Market Gage Gold Market Insights

Gold is little changed this morning after the most-active futures contract settled below $1,500 an ounce for the first time in more than a month on Tuesday. This morning, the August Producer Price Index (PPI) rose a stronger-than-expected 0.3%. Even though this jump in producer prices could lead to inflation pressure, gold saw little to no reaction.

The December gold contract fell 0.8% Tuesday to $1,499.20 an ounce on Comex as bond yields rose for a fifth day and the dollar strengthened. The December contract ticked down a touch this morning, currently at $1,498.00. Futures fell 1.1% in the first two days of the week, adding to losses last week on weak economic data, uncertainty over the U.S.-China trade war, fears of an economic recession and heightened speculation of monetary easing from central banks around the world.

The CME FedWatch Tool put the probability of a Fed interest-rate cut on Sept. 18 at 86.5% this morning, with the same percentage predicting a 25-basis-point reduction. That’s down from 96.2% a week earlier. The odds of no cut are 13.5%.
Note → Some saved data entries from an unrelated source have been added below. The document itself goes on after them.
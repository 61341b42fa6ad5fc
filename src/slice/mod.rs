//! Per-resonator slicing of a sweep, and retuning of resonator indices.
//!
//! Two slicing strategies:
//!
//! - window slicing: the samples `[left_fitter_pad, right_fitter_pad]` of a
//!   segmentation window, with neighbour-side masking
//! - fixed-Q slicing: a symmetric span whose width follows a target quality factor
//!
//! Masked samples are `NaN + jNaN`; consumers drop them before fitting.

use num_complex::Complex64;
use serde::{Deserialize, Serialize};

use crate::domain::{Sweep, Window};
use crate::error::AppError;
use crate::find::midpoint;

const MASKED: Complex64 = Complex64::new(f64::NAN, f64::NAN);

/// The samples handed to the fitter for one resonator.
#[derive(Debug, Clone, PartialEq, Serialize, Deserialize)]
pub struct ResonatorSlice {
    pub resonator: usize,
    /// Sample index of the resonance in the full sweep.
    pub minima: usize,
    pub freqs_hz: Vec<f64>,
    pub z: Vec<Complex64>,
}

impl ResonatorSlice {
    pub fn len(&self) -> usize {
        self.freqs_hz.len()
    }

    pub fn is_empty(&self) -> bool {
        self.freqs_hz.is_empty()
    }

    pub fn masked(&self) -> usize {
        self.z.iter().filter(|v| v.is_nan()).count()
    }

    /// Frequencies and samples with the masked entries removed.
    pub fn finite(&self) -> (Vec<f64>, Vec<Complex64>) {
        self.freqs_hz
            .iter()
            .zip(self.z.iter())
            .filter(|(f, v)| f.is_finite() && v.is_finite())
            .map(|(f, v)| (*f, *v))
            .unzip()
    }
}

/// Slice every window out of the sweep.
///
/// On a side where the fitter pad ran into the neighbouring resonator's
/// boundary, samples beyond the guard pad are masked so the neighbour's dip
/// does not leak into the fit.
pub fn slice_windows(sweep: &Sweep, windows: &[Window]) -> Vec<ResonatorSlice> {
    let last_sample = sweep.len().saturating_sub(1);
    let last_window = windows.len().saturating_sub(1);

    windows
        .iter()
        .enumerate()
        .map(|(k, w)| {
            let start = w.left_fitter_pad.min(last_sample);
            let end = w.right_fitter_pad.min(last_sample);
            let mask_left = k > 0 && w.left_fitter_pad == w.left_max;
            let mask_right = k < last_window && w.right_fitter_pad == w.right_max;

            let z = (start..=end)
                .map(|j| {
                    if (mask_left && j < w.left_pad) || (mask_right && j > w.right_pad) {
                        MASKED
                    } else {
                        sweep.z[j]
                    }
                })
                .collect();

            ResonatorSlice {
                resonator: k,
                minima: w.minima,
                freqs_hz: sweep.freqs_hz[start..=end].to_vec(),
                z,
            }
        })
        .collect()
}

/// Samples in a fixed-Q slice: `floor(f[0] / q_slice / Δf)`.
pub fn fixed_q_span(sweep: &Sweep, q_slice: f64) -> Result<usize, AppError> {
    if !(q_slice.is_finite() && q_slice > 0.0) {
        return Err(AppError::config(format!("Slice quality factor must be > 0 (got {q_slice}).")));
    }
    let n = (sweep.freqs_hz[0] / q_slice / sweep.sample_spacing()).floor() as usize;
    if n == 0 {
        return Err(AppError::config(format!(
            "Slice quality factor {q_slice} leaves less than one sample per slice."
        )));
    }
    Ok(n)
}

/// `n`-sample slices centred on each index, `n` from [`fixed_q_span`].
///
/// Slices start `n / 2` samples below the index, so an even `n` carries the
/// extra sample on the low side. Samples outside the sweep, or past the
/// midpoint to the neighbouring resonator, are masked. Frequencies outside
/// the sweep are extrapolated on the sweep's spacing. `indices` must be ascending.
pub fn slice_fixed_q(sweep: &Sweep, indices: &[usize], q_slice: f64) -> Result<Vec<ResonatorSlice>, AppError> {
    let n = fixed_q_span(sweep, q_slice)? as i64;
    let len = sweep.len() as i64;
    let df = sweep.sample_spacing();

    if let Some(&bad) = indices.iter().find(|&&k| k >= sweep.len()) {
        return Err(AppError::input(format!(
            "Resonator index {bad} is outside a sweep of {} samples.",
            sweep.len()
        )));
    }

    let slices = indices
        .iter()
        .enumerate()
        .map(|(r, &k)| {
            let lo_limit = r.checked_sub(1).map_or(i64::MIN, |p| midpoint(indices[p], k) as i64);
            let hi_limit = indices.get(r + 1).map_or(i64::MAX, |&next| midpoint(k, next) as i64);
            let center = k as i64;

            let start = center - n / 2;
            let (freqs_hz, z) = (start..start + n)
                .map(|j| {
                    let f = sweep.freqs_hz[k] + (j - center) as f64 * df;
                    if j < 0 || j >= len {
                        (f, MASKED)
                    } else if j < lo_limit || j > hi_limit {
                        (sweep.freqs_hz[j as usize], MASKED)
                    } else {
                        (sweep.freqs_hz[j as usize], sweep.z[j as usize])
                    }
                })
                .unzip();

            ResonatorSlice {
                resonator: r,
                minima: k,
                freqs_hz,
                z,
            }
        })
        .collect();

    Ok(slices)
}

/// Search span (samples) below and above an index.
#[derive(Debug, Clone, Copy, PartialEq, Eq)]
pub struct Lookaround {
    pub low: usize,
    pub high: usize,
}

impl Lookaround {
    pub fn symmetric(n: usize) -> Self {
        Self { low: n, high: n }
    }
}

/// Move every index to the deepest sample within `[k - low, k + high]`.
///
/// Both ends are included. Ties keep the lowest index. Spans are clipped to the trace.
pub fn retune(mags_db: &[f64], indices: &[usize], span: Lookaround) -> Result<Vec<usize>, AppError> {
    if mags_db.is_empty() {
        return Err(AppError::input("Cannot retune on an empty trace."));
    }
    let last = mags_db.len() - 1;

    indices
        .iter()
        .map(|&k| {
            if k > last {
                return Err(AppError::input(format!(
                    "Resonator index {k} is outside a trace of {} samples.",
                    mags_db.len()
                )));
            }
            let lo = k.saturating_sub(span.low);
            let hi = k.saturating_add(span.high).min(last);
            let best = (lo..=hi).fold(lo, |best, j| if mags_db[j] < mags_db[best] { j } else { best });
            Ok(best)
        })
        .collect()
}

#[cfg(test)]
mod tests {
    use super::*;

    fn sweep(n: usize) -> Sweep {
        let freqs = (0..n).map(|i| 1.0e8 + i as f64 * 1.0e3).collect();
        let z = (0..n).map(|i| Complex64::new(1.0 + i as f64, 0.0)).collect();
        Sweep::new(freqs, z).unwrap()
    }

    fn window(left: [usize; 4], minima: usize, right: [usize; 4]) -> Window {
        Window {
            left_max: left[0],
            left_fitter_pad: left[1],
            left_pad: left[2],
            left_window: left[3],
            minima,
            right_window: right[0],
            right_pad: right[1],
            right_fitter_pad: right[2],
            right_max: right[3],
        }
    }

    #[test]
    fn window_slice_is_inclusive_and_clamped() {
        let s = sweep(20);
        let w = window([0, 2, 4, 5], 8, [11, 12, 14, 20]);
        let out = slice_windows(&s, &[w]);
        assert_eq!(out.len(), 1);
        assert_eq!(out[0].len(), 13);
        assert_eq!(out[0].freqs_hz[0], s.freqs_hz[2]);
        assert_eq!(out[0].masked(), 0);

        let w = window([0, 0, 4, 5], 8, [11, 12, 20, 20]);
        let out = slice_windows(&s, &[w]);
        assert_eq!(out[0].len(), 20);
    }

    #[test]
    fn colliding_side_is_masked_past_guard_pad() {
        let s = sweep(40);
        let a = window([0, 0, 2, 4], 6, [8, 9, 10, 10]);
        let b = window([10, 10, 12, 14], 16, [18, 20, 25, 40]);
        let out = slice_windows(&s, &[a, b]);

        // a: right side collided (fitter pad == right_max) -> 10 masked.
        assert_eq!(out[0].masked(), 1);
        assert!(out[0].z[10].is_nan());
        // a: left side is the trace edge, never masked.
        assert!(!out[0].z[0].is_nan());
        // b: left side collided -> 10, 11 masked.
        assert_eq!(out[1].masked(), 2);
        let (f, z) = out[1].finite();
        assert_eq!(f.len(), z.len());
        assert_eq!(f[0], s.freqs_hz[12]);
    }

    #[test]
    fn fixed_q_slices_mask_edges_and_neighbours() {
        // f0 = 1e8, df = 1e3, q = 2e4 -> n = 5
        let s = sweep(30);
        assert_eq!(fixed_q_span(&s, 2.0e4).unwrap(), 5);

        let out = slice_fixed_q(&s, &[1, 4, 20], 2.0e4).unwrap();
        assert!(out.iter().all(|sl| sl.len() == 5));
        // -1 is outside the sweep; 3 is past midpoint(1, 4) = 2.
        assert_eq!(out[0].freqs_hz[0], s.freqs_hz[1] - 2.0e3);
        assert_eq!(out[0].freqs_hz[2], s.freqs_hz[1]);
        assert_eq!(out[0].masked(), 2);
        assert!(out[0].z[0].is_nan() && out[0].z[4].is_nan());
        // the shared midpoint sample 2 stays in both neighbours.
        assert_eq!(out[1].masked(), 0);
        assert_eq!(out[1].freqs_hz[0], s.freqs_hz[2]);
        assert_eq!(out[2].masked(), 0);
        assert_eq!(out[2].freqs_hz, s.freqs_hz[18..23].to_vec());
    }

    #[test]
    fn even_fixed_q_span_leans_low() {
        // n = floor(1e8 / 2.5e4 / 1e3) = 4 -> indices k-2..=k+1
        let s = sweep(30);
        let out = slice_fixed_q(&s, &[10], 2.5e4).unwrap();
        assert_eq!(out[0].freqs_hz, s.freqs_hz[8..12].to_vec());
    }

    #[test]
    fn fixed_q_rejects_bad_inputs() {
        let s = sweep(10);
        assert!(matches!(slice_fixed_q(&s, &[1], 0.0), Err(AppError::Config(_))));
        assert!(matches!(slice_fixed_q(&s, &[10], 1.0e4), Err(AppError::Input(_))));
        // n = floor(1e8 / 1e6 / 1e3) = 0
        assert!(matches!(slice_fixed_q(&s, &[1], 1.0e6), Err(AppError::Config(_))));
    }

    #[test]
    fn retune_moves_to_deepest_sample() {
        let mags = [0.0, -1.0, -3.0, -2.0, -1.0, -5.0, -1.0];
        assert_eq!(retune(&mags, &[3], Lookaround::symmetric(1)).unwrap(), vec![2]);
        assert_eq!(retune(&mags, &[3], Lookaround { low: 0, high: 2 }).unwrap(), vec![5]);
        assert_eq!(retune(&mags, &[0, 6], Lookaround::symmetric(10)).unwrap(), vec![5, 5]);
        assert!(retune(&mags, &[7], Lookaround::symmetric(1)).is_err());
    }

    #[test]
    fn retune_span_includes_both_edges() {
        let mags = [0.0, -4.0, -1.0, -1.0, -1.0, -4.5, 0.0];
        assert_eq!(retune(&mags, &[3], Lookaround::symmetric(2)).unwrap(), vec![5]);
        assert_eq!(retune(&mags, &[3], Lookaround { low: 2, high: 1 }).unwrap(), vec![1]);
    }
}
The European Central bank is widely expected to cut rates on Thursday.

Gold prices may rally to a record above $2,000 an ounce in the next two years, Citigroup Inc. analysts forecast in a note this week, citing drivers including the risks of a global recession and the likelihood that the Fed will cut U.S. interest rates to zero, the Financial Times reported.

China has added almost 100 tons of gold to its reserves since it resumed buying in December, Bloomberg reported this week. The People’s Bank of China raised bullion holdings to 62.45 million ounces in August from 62.26 million a month earlier, according to data on its website at the weekend. In tonnage terms, August’s inflow was 5.91 tons, following the addition of about 94 tons in the previous eight months.

Meanwhile, Russia has quadrupled gold reserves in the past decade as it diversified away from U.S. assets, Bloomberg said. In the past year, the value of the nation’s gold jumped 42% to $109.5 billion and the metal now makes up the biggest share of Russia’s total reserves since 2000, the agency reported.

China and Russia “can read the writing on the wall,” Peter Schiff, CEO of Euro Pacific Capital, told Fox Business. The two countries “are preparing for the world where the dollar is no longer the reserve currency.”

In economic events for the rest of the week, investors will be looking at jobless claims and the consumer price index on Thursday and University of Michigan consumer sentiment data on Friday.

Silver gained while gold fell Tuesday. The most-active December contract increased 0.1% to $18.186 an ounce on Comex and is up 0.4% in the first two days of this week. This morning finds the December contract slightly down at $18.150.

Spot platinum tumbled and spot palladium advanced.

South Africa’s main platinum mining union said it had formally declared that wage talks with Anglo American Platinum (Amplats) and Sibanye-Stillwater were deadlocked, raising the possibility of strike action if the issue cannot be resolved, Reuters reported.